EXERCISE INSTRUCTIONS: Find each line of the entries with the string "incident", please, and copy it.

*** DATA TO USE ***

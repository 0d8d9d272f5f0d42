//! Core graph structure: vertices keyed by value, each owning an explicit
//! and an implicit weight map.
//!
//! Every edge `a -> b` lives in `a`'s explicit map. Directed graphs record
//! the reverse reference in `b`'s implicit map (inbound edges); undirected
//! graphs store the edge again in `b`'s explicit map and never touch the
//! implicit one.

use std::collections::HashMap;
use std::fmt;
use std::hash::Hash;

use crate::types::{Direction, Edge, GraphError, GraphKind, GraphResult};

/// Edge weights attached to a single vertex.
#[derive(Debug, Clone)]
pub(crate) struct Adjacency<V> {
    /// Outbound edges (directed) or all incident edges (undirected).
    pub(crate) explicit: HashMap<V, f64>,
    /// Inbound edges. Always empty for undirected graphs.
    pub(crate) implicit: HashMap<V, f64>,
}

impl<V> Adjacency<V> {
    fn new() -> Self {
        Self {
            explicit: HashMap::new(),
            implicit: HashMap::new(),
        }
    }
}

impl<V: Eq + Hash> PartialEq for Adjacency<V> {
    fn eq(&self, other: &Self) -> bool {
        self.explicit == other.explicit && self.implicit == other.implicit
    }
}

/// A directed or undirected weighted graph over vertex values `V`.
///
/// The key set of the adjacency map is the vertex set, so every vertex has
/// exactly one adjacency record.
#[derive(Debug, Clone)]
pub struct Graph<V> {
    kind: GraphKind,
    adjacency: HashMap<V, Adjacency<V>>,
}

impl<V> Graph<V> {
    /// Create a new empty graph of the given kind.
    pub fn new(kind: GraphKind) -> Self {
        Self {
            kind,
            adjacency: HashMap::new(),
        }
    }

    /// Create a new empty directed graph.
    pub fn directed() -> Self {
        Self::new(GraphKind::Directed)
    }

    /// Create a new empty undirected graph.
    pub fn undirected() -> Self {
        Self::new(GraphKind::Undirected)
    }

    /// The kind fixed at construction.
    pub fn kind(&self) -> GraphKind {
        self.kind
    }

    /// True if edges carry a direction.
    pub fn is_directed(&self) -> bool {
        self.kind.is_directed()
    }

    /// Number of vertices.
    pub fn num_vertices(&self) -> usize {
        self.adjacency.len()
    }

    /// True when the graph has no vertices.
    pub fn is_empty(&self) -> bool {
        self.adjacency.is_empty()
    }
}

impl<V: Clone + Eq + Hash + Ord> Graph<V> {
    /// Build a graph from a list of weighted edges, inserting endpoints as
    /// they appear.
    pub fn from_edges<I, E>(kind: GraphKind, edges: I) -> GraphResult<Self, V>
    where
        I: IntoIterator<Item = E>,
        E: Into<Edge<V>>,
    {
        let mut graph = Self::new(kind);
        for edge in edges {
            let Edge { from, to, weight } = edge.into();
            graph.add_edge(from, to, weight)?;
        }
        Ok(graph)
    }

    /// Add a vertex with no edges.
    pub fn add_vertex(&mut self, v: V) -> GraphResult<(), V> {
        if self.adjacency.contains_key(&v) {
            return Err(GraphError::DuplicateVertex(v));
        }
        self.adjacency.insert(v, Adjacency::new());
        Ok(())
    }

    /// Add vertices in order, stopping at the first failure.
    ///
    /// Vertices added before the failure stay in the graph.
    pub fn add_vertices<I>(&mut self, vertices: I) -> GraphResult<(), V>
    where
        I: IntoIterator<Item = V>,
    {
        for v in vertices {
            self.add_vertex(v)?;
        }
        Ok(())
    }

    /// Remove a vertex and every edge touching it.
    pub fn remove_vertex(&mut self, v: &V) -> GraphResult<(), V> {
        let record = self
            .adjacency
            .remove(v)
            .ok_or_else(|| GraphError::MissingVertex(v.clone()))?;

        for n in record.explicit.keys().chain(record.implicit.keys()) {
            if let Some(neighbor) = self.adjacency.get_mut(n) {
                neighbor.explicit.remove(v);
                neighbor.implicit.remove(v);
            }
        }

        log::trace!(
            "removed vertex with {} explicit and {} implicit edges",
            record.explicit.len(),
            record.implicit.len()
        );
        Ok(())
    }

    /// Add an edge from `a` to `b`, inserting either endpoint if missing.
    ///
    /// Fails with `DuplicateEdge` before touching the graph if the edge, or
    /// for undirected graphs its mirror, already exists.
    pub fn add_edge(&mut self, a: V, b: V, weight: f64) -> GraphResult<(), V> {
        if self.has_edge(&a, &b) {
            return Err(GraphError::DuplicateEdge { from: a, to: b });
        }
        if self.kind == GraphKind::Undirected && self.has_edge(&b, &a) {
            return Err(GraphError::DuplicateEdge { from: b, to: a });
        }

        self.adjacency
            .entry(a.clone())
            .or_insert_with(Adjacency::new)
            .explicit
            .insert(b.clone(), weight);

        let mirror = self.adjacency.entry(b).or_insert_with(Adjacency::new);
        match self.kind {
            GraphKind::Directed => mirror.implicit.insert(a, weight),
            GraphKind::Undirected => mirror.explicit.insert(a, weight),
        };
        Ok(())
    }

    /// Remove the edge from `a` to `b` together with its mirror entry.
    pub fn remove_edge(&mut self, a: &V, b: &V) -> GraphResult<(), V> {
        self.require_vertex(a)?;
        self.require_vertex(b)?;

        let weight = self
            .adjacency
            .get_mut(a)
            .and_then(|record| record.explicit.remove(b))
            .ok_or_else(|| GraphError::MissingEdge {
                from: a.clone(),
                to: b.clone(),
            })?;

        let mirror = match self.kind {
            GraphKind::Directed => self
                .adjacency
                .get_mut(b)
                .and_then(|record| record.implicit.remove(a)),
            // A self-loop shares its single entry with its mirror.
            GraphKind::Undirected if a == b => Some(weight),
            GraphKind::Undirected => self
                .adjacency
                .get_mut(b)
                .and_then(|record| record.explicit.remove(a)),
        };

        mirror.map(|_| ()).ok_or_else(|| GraphError::MissingEdge {
            from: b.clone(),
            to: a.clone(),
        })
    }

    /// Vertices adjacent to `v` in the given direction.
    pub fn neighbors(&self, v: &V, direction: Direction) -> GraphResult<Vec<V>, V> {
        Ok(self
            .weighted_neighbors(v, direction)?
            .into_iter()
            .map(|(n, _)| n)
            .collect())
    }

    /// Adjacent vertices with the weight of the connecting edge.
    ///
    /// For `Direction::Both` on a directed graph, a vertex that is both an
    /// outbound and an inbound neighbor reports the outbound weight.
    pub fn weighted_neighbors(&self, v: &V, direction: Direction) -> GraphResult<Vec<(V, f64)>, V> {
        let record = self
            .adjacency
            .get(v)
            .ok_or_else(|| GraphError::MissingVertex(v.clone()))?;

        let mut result: Vec<(V, f64)> = match (self.kind, direction) {
            (GraphKind::Undirected, _) | (GraphKind::Directed, Direction::Outbound) => {
                record.explicit.iter().map(|(n, w)| (n.clone(), *w)).collect()
            }
            (GraphKind::Directed, Direction::Inbound) => {
                record.implicit.iter().map(|(n, w)| (n.clone(), *w)).collect()
            }
            (GraphKind::Directed, Direction::Both) => {
                let mut merged = record.explicit.clone();
                for (n, w) in &record.implicit {
                    merged.entry(n.clone()).or_insert(*w);
                }
                merged.into_iter().collect()
            }
        };
        result.sort_by(|a, b| a.0.cmp(&b.0));
        Ok(result)
    }

    /// Check if the vertex is present.
    pub fn has_vertex(&self, v: &V) -> bool {
        self.adjacency.contains_key(v)
    }

    /// Check if the explicit edge `a -> b` is present.
    pub fn has_edge(&self, a: &V, b: &V) -> bool {
        self.adjacency
            .get(a)
            .is_some_and(|record| record.explicit.contains_key(b))
    }

    /// Weight of the edge `a -> b`.
    pub fn edge_weight(&self, a: &V, b: &V) -> GraphResult<f64, V> {
        self.require_vertex(a)?;
        self.require_vertex(b)?;
        self.adjacency
            .get(a)
            .and_then(|record| record.explicit.get(b))
            .copied()
            .ok_or_else(|| GraphError::MissingEdge {
                from: a.clone(),
                to: b.clone(),
            })
    }

    /// Number of edges. Undirected edges are counted once.
    pub fn num_edges(&self) -> usize {
        let stored: usize = self.adjacency.values().map(|r| r.explicit.len()).sum();
        match self.kind {
            GraphKind::Directed => stored,
            GraphKind::Undirected => {
                // Self-loops occupy one slot instead of two.
                let loops = self
                    .adjacency
                    .iter()
                    .filter(|(v, r)| r.explicit.contains_key(*v))
                    .count();
                (stored + loops) / 2
            }
        }
    }

    /// Number of edges incident to `v` in an undirected graph.
    pub fn degree(&self, v: &V) -> GraphResult<usize, V> {
        self.require_kind(GraphKind::Undirected, "degree")?;
        Ok(self.record(v)?.explicit.len())
    }

    /// Number of edges pointing at `v` in a directed graph.
    pub fn in_degree(&self, v: &V) -> GraphResult<usize, V> {
        self.require_kind(GraphKind::Directed, "in_degree")?;
        Ok(self.record(v)?.implicit.len())
    }

    /// Number of edges leaving `v` in a directed graph.
    pub fn out_degree(&self, v: &V) -> GraphResult<usize, V> {
        self.require_kind(GraphKind::Directed, "out_degree")?;
        Ok(self.record(v)?.explicit.len())
    }

    /// All vertices in ascending order.
    pub fn vertices(&self) -> Vec<V> {
        let mut vertices: Vec<V> = self.adjacency.keys().cloned().collect();
        vertices.sort();
        vertices
    }

    /// All edges ordered by `(from, to)`.
    ///
    /// Undirected edges appear once, with `from <= to`.
    pub fn edges(&self) -> Vec<Edge<V>> {
        let mut edges: Vec<Edge<V>> = self
            .adjacency
            .iter()
            .flat_map(|(from, record)| {
                record
                    .explicit
                    .iter()
                    .map(move |(to, weight)| (from, to, *weight))
            })
            .filter(|(from, to, _)| self.kind == GraphKind::Directed || from <= to)
            .map(|(from, to, weight)| Edge::new(from.clone(), to.clone(), weight))
            .collect();
        edges.sort_by(|a, b| a.from.cmp(&b.from).then_with(|| a.to.cmp(&b.to)));
        edges
    }

    /// Sum of all edge weights, each undirected edge counted once.
    pub fn total_weight(&self) -> f64 {
        self.edges().iter().map(|e| e.weight).sum()
    }

    /// Explicit edges leaving `v`, in map order. Empty for unknown vertices.
    pub(crate) fn explicit_edges<'a>(&'a self, v: &V) -> impl Iterator<Item = (&'a V, f64)> + 'a {
        self.adjacency
            .get(v)
            .into_iter()
            .flat_map(|record| record.explicit.iter().map(|(n, w)| (n, *w)))
    }

    /// Sorted neighbor list used by the traversals. Empty for unknown vertices.
    pub(crate) fn adjacent(&self, v: &V, direction: Direction) -> Vec<V> {
        self.neighbors(v, direction).unwrap_or_default()
    }

    /// Iterate over vertices in map order.
    pub(crate) fn vertex_iter(&self) -> impl Iterator<Item = &V> {
        self.adjacency.keys()
    }

    pub(crate) fn require_vertex(&self, v: &V) -> GraphResult<(), V> {
        if self.adjacency.contains_key(v) {
            Ok(())
        } else {
            Err(GraphError::MissingVertex(v.clone()))
        }
    }

    pub(crate) fn require_kind(&self, kind: GraphKind, operation: &'static str) -> GraphResult<(), V> {
        if self.kind == kind {
            Ok(())
        } else {
            Err(GraphError::NotApplicable {
                operation,
                kind: self.kind,
            })
        }
    }

    fn record(&self, v: &V) -> GraphResult<&Adjacency<V>, V> {
        self.adjacency
            .get(v)
            .ok_or_else(|| GraphError::MissingVertex(v.clone()))
    }

    #[cfg(test)]
    pub(crate) fn implicit_weight(&self, v: &V, n: &V) -> Option<f64> {
        self.adjacency.get(v).and_then(|r| r.implicit.get(n)).copied()
    }
}

impl<V: Eq + Hash> PartialEq for Graph<V> {
    fn eq(&self, other: &Self) -> bool {
        self.kind == other.kind && self.adjacency == other.adjacency
    }
}

impl<V: Clone + Eq + Hash + Ord + fmt::Display> fmt::Display for Graph<V> {
    fn fmt(&self, f: &mut fmt::Formatter<'_>) -> fmt::Result {
        let edges = self.edges();
        if edges.is_empty() {
            return write!(f, "{{ }}");
        }
        write!(f, "{{ ")?;
        for (i, edge) in edges.iter().enumerate() {
            if i > 0 {
                write!(f, ", ")?;
            }
            write!(f, "({}, {})", edge.from, edge.to)?;
        }
        write!(f, " }}")
    }
}

impl<V> Default for Graph<V> {
    fn default() -> Self {
        Self::directed()
    }
}
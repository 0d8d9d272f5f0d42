//! 100K vertex performance demo.
//!
//! Uses `Graph::from_edges` for bulk construction.

use std::time::Instant;

use weighted_graph::*;

fn main() -> GraphResult<(), u32> {
    let vertex_count = 100_000u32;
    let edges_per_vertex = 3u32;

    println!("Creating graph with {} vertices...", vertex_count);
    let start = Instant::now();

    let mut edges = Vec::with_capacity((vertex_count * edges_per_vertex) as usize);
    for i in 0..vertex_count {
        for j in 1..=edges_per_vertex {
            let target = (i + j * 7) % vertex_count;
            let weight = 1.0 + ((i + j) % 10) as f64;
            edges.push(Edge::new(i, target, weight));
        }
    }

    let graph = Graph::from_edges(GraphKind::Directed, edges)?;
    println!(
        "  Graph built in {:?} ({} vertices, {} edges)",
        start.elapsed(),
        graph.num_vertices(),
        graph.num_edges()
    );

    // Traversal
    let start = Instant::now();
    let order = graph.breadth_first_search(&0, Direction::Outbound)?;
    println!("  BFS reached {} vertices in {:?}", order.len(), start.elapsed());

    // Single-source shortest paths
    let start = Instant::now();
    let paths = graph.dijkstra(&0)?;
    let reachable = paths.values().filter(|p| p.is_reachable()).count();
    let farthest = paths
        .values()
        .filter(|p| p.is_reachable())
        .map(|p| p.distance)
        .fold(0.0, f64::max);
    println!(
        "  Dijkstra: {} reachable, farthest at {} in {:?}",
        reachable,
        farthest,
        start.elapsed()
    );

    // Components
    let start = Instant::now();
    let components = graph.strongly_connected_components();
    println!(
        "  {} strongly connected components in {:?}",
        components.len(),
        start.elapsed()
    );

    // Spanning forest over the undirected view
    let start = Instant::now();
    let forward = graph.edges().into_iter().filter(|e| e.from < e.to);
    let undirected = Graph::from_edges(GraphKind::Undirected, forward)?;
    let forest = undirected.kruskal()?;
    println!(
        "  Kruskal kept {} edges (weight {}) in {:?}",
        forest.num_edges(),
        forest.total_weight(),
        start.elapsed()
    );

    println!("Done!");
    Ok(())
}
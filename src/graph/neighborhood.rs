//! Bounded neighborhood search.

use std::collections::HashMap;
use std::hash::Hash;

use crate::collections::Queue;
use crate::types::{Direction, GraphError, GraphResult};

use super::Graph;

impl<V: Clone + Eq + Hash + Ord> Graph<V> {
    /// Vertices between `minimum_distance` and `order` hops from `v`,
    /// both inclusive, in ascending order.
    ///
    /// `v` itself is included only when `minimum_distance` is zero. The
    /// direction is ignored for undirected graphs.
    pub fn neighborhood(
        &self,
        v: &V,
        order: usize,
        minimum_distance: usize,
        direction: Direction,
    ) -> GraphResult<Vec<V>, V> {
        if order < minimum_distance {
            return Err(GraphError::InvalidArgument {
                arg: format!("order = {}", order),
                reason: format!(
                    "order must be greater than or equal to minimum_distance ({})",
                    minimum_distance
                ),
            });
        }
        self.require_vertex(v)?;

        let mut distances: HashMap<V, usize> = HashMap::new();
        let mut result = Vec::new();
        let mut queue = Queue::new();
        distances.insert(v.clone(), 0);
        queue.enqueue((v.clone(), 0usize));

        while let Some((current, distance)) = queue.dequeue() {
            if distance >= minimum_distance {
                result.push(current.clone());
            }
            // Nothing past `order` can qualify.
            if distance == order {
                continue;
            }
            for n in self.adjacent(&current, direction) {
                if !distances.contains_key(&n) {
                    distances.insert(n.clone(), distance + 1);
                    queue.enqueue((n, distance + 1));
                }
            }
        }

        result.sort();
        Ok(result)
    }
}
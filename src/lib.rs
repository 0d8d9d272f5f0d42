//! Weighted graphs: directed or undirected, over any hashable, ordered
//! vertex value.
//!
//! A [`Graph`] stores every edge in an explicit weight map on its source
//! vertex. Directed graphs also record each edge in an implicit (inbound)
//! map on the target; undirected graphs store the edge on both endpoints.
//! On top of that storage sit traversals, components, cycle detection,
//! topological sort, shortest paths and minimum spanning trees.
//!
//! ```
//! use weighted_graph::{Graph, GraphKind};
//!
//! let mut g = Graph::new(GraphKind::Directed);
//! g.add_edge("a", "b", 4.0).unwrap();
//! g.add_edge("b", "c", 1.0).unwrap();
//!
//! let paths = g.dijkstra(&"a").unwrap();
//! assert_eq!(paths[&"c"].distance, 5.0);
//! assert_eq!(g.topological_sort().unwrap(), vec!["a", "b", "c"]);
//! ```

pub mod algo;
pub mod collections;
pub mod graph;
pub mod types;

// Re-export commonly used types at the crate root
pub use algo::{AllPairsPaths, PathMap};
pub use collections::{DisjointSet, PriorityQueue, Queue};
pub use graph::{Graph, GraphBuilder};
pub use types::{Direction, Edge, GraphError, GraphKind, GraphResult, PathResult, WEIGHT_EPSILON};
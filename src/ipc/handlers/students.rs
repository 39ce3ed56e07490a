use crate::ipc::error::{respond, HandlerErr};
use crate::ipc::params::{get_field, get_optional_str, get_required_str, parse_params};
use crate::ipc::types::Request;
use crate::model::Student;
use crate::progress::UNIT_COUNT;
use crate::session::{Session, StudentInput, StudentPatch};
use serde::Serialize;
use serde_json::json;

#[derive(Serialize)]
#[serde(rename_all = "camelCase")]
struct StudentRow<'a> {
    #[serde(flatten)]
    student: &'a Student,
    total_pages: usize,
}

fn row<'a>(session: &Session, student: &'a Student) -> StudentRow<'a> {
    StudentRow {
        student,
        total_pages: session.progress().total_completed(&student.id),
    }
}

fn students_list(session: &Session, params: &serde_json::Value) -> Result<serde_json::Value, HandlerErr> {
    let class_id = get_optional_str(params, "classId");
    if let Some(cid) = class_id.as_deref() {
        session.store().class(cid)?;
    }
    let needle = get_optional_str(params, "search").map(|s| s.to_lowercase());

    let students: Vec<StudentRow> = session
        .store()
        .find_students(move |s| {
            class_id.as_deref().map_or(true, |cid| s.class_id.as_deref() == Some(cid))
                && needle
                    .as_deref()
                    .map_or(true, |n| s.name.to_lowercase().contains(n))
        })
        .map(|s| row(session, s))
        .collect();
    Ok(json!({ "students": students }))
}

async fn students_create(session: &mut Session, params: &serde_json::Value) -> Result<serde_json::Value, HandlerErr> {
    let input: StudentInput = parse_params(params)?;
    let student = session.create_student(input).await?;
    Ok(json!({ "studentId": student.id, "student": student }))
}

async fn students_update(session: &mut Session, params: &serde_json::Value) -> Result<serde_json::Value, HandlerErr> {
    let student_id = get_required_str(params, "studentId")?;
    let patch: StudentPatch = if params.get("patch").is_some() {
        get_field(params, "patch")?
    } else {
        parse_params(params)?
    };
    let student = session.update_student(&student_id, patch).await?;
    Ok(json!({ "student": student }))
}

async fn students_delete(session: &mut Session, params: &serde_json::Value) -> Result<serde_json::Value, HandlerErr> {
    let student_id = get_required_str(params, "studentId")?;
    session.delete_student(&student_id).await?;
    Ok(json!({ "ok": true }))
}

async fn students_assign_class(session: &mut Session, params: &serde_json::Value) -> Result<serde_json::Value, HandlerErr> {
    let student_ids: Vec<String> = get_field(params, "studentIds")?;
    let class_id = get_optional_str(params, "classId");
    let updated = session
        .assign_class(&student_ids, class_id.as_deref())
        .await?;
    Ok(json!({ "updated": updated, "classId": class_id }))
}

async fn students_update_note(session: &mut Session, params: &serde_json::Value) -> Result<serde_json::Value, HandlerErr> {
    let student_id = get_required_str(params, "studentId")?;
    let notes = params
        .get("notes")
        .and_then(|v| v.as_str())
        .unwrap_or("")
        .to_string();
    let student = session.update_note(&student_id, &notes).await?;
    Ok(json!({ "studentId": student.id, "notes": student.notes }))
}

fn students_profile(session: &Session, params: &serde_json::Value) -> Result<serde_json::Value, HandlerErr> {
    let student_id = get_required_str(params, "studentId")?;
    let store = session.store();
    let student = store.student(&student_id)?;
    let class = student.class_id.as_deref().and_then(|id| store.class(id).ok());
    let plan = student.plan_id.as_deref().and_then(|id| store.plan(id).ok());

    let progress = session.progress().get(&student_id);
    let units: Vec<serde_json::Value> = (1..=UNIT_COUNT)
        .filter_map(|u| {
            let pages = progress.map(|p| p.pages(u)).unwrap_or_default();
            if pages.is_empty() {
                return None;
            }
            Some(json!({ "unit": u, "completed": pages.len(), "pages": pages }))
        })
        .collect();

    Ok(json!({
        "student": student,
        "class": class,
        "plan": plan,
        "units": units,
        "totalPages": session.progress().total_completed(&student_id),
        "exams": session.exams().for_student(&student_id),
    }))
}

pub async fn try_handle(session: &mut Session, req: &Request) -> Option<serde_json::Value> {
    let p = &req.params;
    let result = match req.method.as_str() {
        "students.list" => students_list(session, p),
        "students.create" => students_create(session, p).await,
        "students.update" => students_update(session, p).await,
        "students.delete" => students_delete(session, p).await,
        "students.assignClass" => students_assign_class(session, p).await,
        "students.updateNote" => students_update_note(session, p).await,
        "students.profile" => students_profile(session, p),
        _ => return None,
    };
    Some(respond(&req.id, result))
}
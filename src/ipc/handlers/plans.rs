use crate::ipc::error::{respond, HandlerErr};
use crate::ipc::params::{get_field, get_required_str, parse_params};
use crate::ipc::types::Request;
use crate::session::{PlanInput, Session};
use serde_json::json;

fn plans_list(session: &Session) -> Result<serde_json::Value, HandlerErr> {
    let store = session.store();
    let plans: Vec<serde_json::Value> = store
        .plans()
        .iter()
        .map(|p| {
            let students = store
                .find_students(|s| s.plan_id.as_deref() == Some(p.id.as_str()))
                .count();
            json!({
                "id": p.id,
                "name": p.name,
                "description": p.description,
                "pagesPerWeek": p.pages_per_week,
                "studentCount": students,
            })
        })
        .collect();
    Ok(json!({ "plans": plans }))
}

async fn plans_create(session: &mut Session, params: &serde_json::Value) -> Result<serde_json::Value, HandlerErr> {
    let input: PlanInput = parse_params(params)?;
    let plan = session.create_plan(input).await?;
    Ok(json!({ "planId": plan.id, "plan": plan }))
}

async fn plans_update(session: &mut Session, params: &serde_json::Value) -> Result<serde_json::Value, HandlerErr> {
    let plan_id = get_required_str(params, "planId")?;
    let input: PlanInput = get_field(params, "patch").or_else(|_| parse_params(params))?;
    let plan = session.update_plan(&plan_id, input).await?;
    Ok(json!({ "plan": plan }))
}

async fn plans_delete(session: &mut Session, params: &serde_json::Value) -> Result<serde_json::Value, HandlerErr> {
    let plan_id = get_required_str(params, "planId")?;
    let detached = session.delete_plan(&plan_id).await?;
    Ok(json!({ "ok": true, "detachedStudents": detached }))
}

pub async fn try_handle(session: &mut Session, req: &Request) -> Option<serde_json::Value> {
    let p = &req.params;
    let result = match req.method.as_str() {
        "plans.list" => plans_list(session),
        "plans.create" => plans_create(session, p).await,
        "plans.update" => plans_update(session, p).await,
        "plans.delete" => plans_delete(session, p).await,
        _ => return None,
    };
    Some(respond(&req.id, result))
}
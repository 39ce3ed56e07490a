//! Request parameter extraction. Every failure is a `bad_params` reply.

use chrono::NaiveDate;
use serde::de::DeserializeOwned;

use super::error::HandlerErr;
use crate::model::{parse_date, MonthKey};
use crate::money::Money;

pub fn get_required_str(params: &serde_json::Value, key: &str) -> Result<String, HandlerErr> {
    params
        .get(key)
        .and_then(|v| v.as_str())
        .map(|s| s.to_string())
        .ok_or_else(|| HandlerErr::bad_params(format!("missing {}", key)))
}

/// Absent, null and blank strings all read as `None`.
pub fn get_optional_str(params: &serde_json::Value, key: &str) -> Option<String> {
    params
        .get(key)
        .and_then(|v| v.as_str())
        .map(str::trim)
        .filter(|s| !s.is_empty())
        .map(str::to_string)
}

pub fn get_u8(params: &serde_json::Value, key: &str) -> Result<u8, HandlerErr> {
    let raw = params
        .get(key)
        .and_then(|v| v.as_i64())
        .ok_or_else(|| HandlerErr::bad_params(format!("missing {}", key)))?;
    u8::try_from(raw)
        .map_err(|_| HandlerErr::bad_params(format!("{} is out of range, got {}", key, raw)))
}

pub fn get_optional_u8(params: &serde_json::Value, key: &str) -> Result<Option<u8>, HandlerErr> {
    match params.get(key) {
        None | Some(serde_json::Value::Null) => Ok(None),
        Some(_) => get_u8(params, key).map(Some),
    }
}

pub fn get_usize_or(params: &serde_json::Value, key: &str, default: usize) -> Result<usize, HandlerErr> {
    match params.get(key) {
        None | Some(serde_json::Value::Null) => Ok(default),
        Some(v) => v
            .as_u64()
            .and_then(|n| usize::try_from(n).ok())
            .ok_or_else(|| HandlerErr::bad_params(format!("{} must be a non-negative integer", key))),
    }
}

pub fn get_date(params: &serde_json::Value, key: &str) -> Result<NaiveDate, HandlerErr> {
    let raw = get_required_str(params, key)?;
    Ok(parse_date(&raw)?)
}

pub fn get_optional_date(params: &serde_json::Value, key: &str) -> Result<Option<NaiveDate>, HandlerErr> {
    match get_optional_str(params, key) {
        None => Ok(None),
        Some(raw) => Ok(Some(parse_date(&raw)?)),
    }
}

pub fn get_month(params: &serde_json::Value, key: &str) -> Result<MonthKey, HandlerErr> {
    let raw = get_required_str(params, key)?;
    Ok(raw.parse::<MonthKey>()?)
}

pub fn get_optional_month(params: &serde_json::Value, key: &str) -> Result<Option<MonthKey>, HandlerErr> {
    match get_optional_str(params, key) {
        None => Ok(None),
        Some(raw) => Ok(Some(raw.parse::<MonthKey>()?)),
    }
}

/// Accepts a JSON number or a decimal string.
pub fn get_money(params: &serde_json::Value, key: &str) -> Result<Money, HandlerErr> {
    let v = params
        .get(key)
        .filter(|v| !v.is_null())
        .ok_or_else(|| HandlerErr::bad_params(format!("missing {}", key)))?;
    serde_json::from_value::<Money>(v.clone())
        .map_err(|e| HandlerErr::bad_params(format!("{}: {}", key, e)))
}

/// Deserializes one field into `T`.
pub fn get_field<T: DeserializeOwned>(params: &serde_json::Value, key: &str) -> Result<T, HandlerErr> {
    let v = params
        .get(key)
        .ok_or_else(|| HandlerErr::bad_params(format!("missing {}", key)))?;
    serde_json::from_value(v.clone()).map_err(|e| HandlerErr::bad_params(format!("{}: {}", key, e)))
}

/// Deserializes the whole params object into `T`.
pub fn parse_params<T: DeserializeOwned>(params: &serde_json::Value) -> Result<T, HandlerErr> {
    serde_json::from_value(params.clone()).map_err(|e| HandlerErr::bad_params(e.to_string()))
}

*** End of DATA TO USE ***

ANSWER FOR THIS EXERCISE:
    /// Outbound edges (directed) or all incident edges (undirected).
    /// Number of edges incident to `v` in an undirected graph.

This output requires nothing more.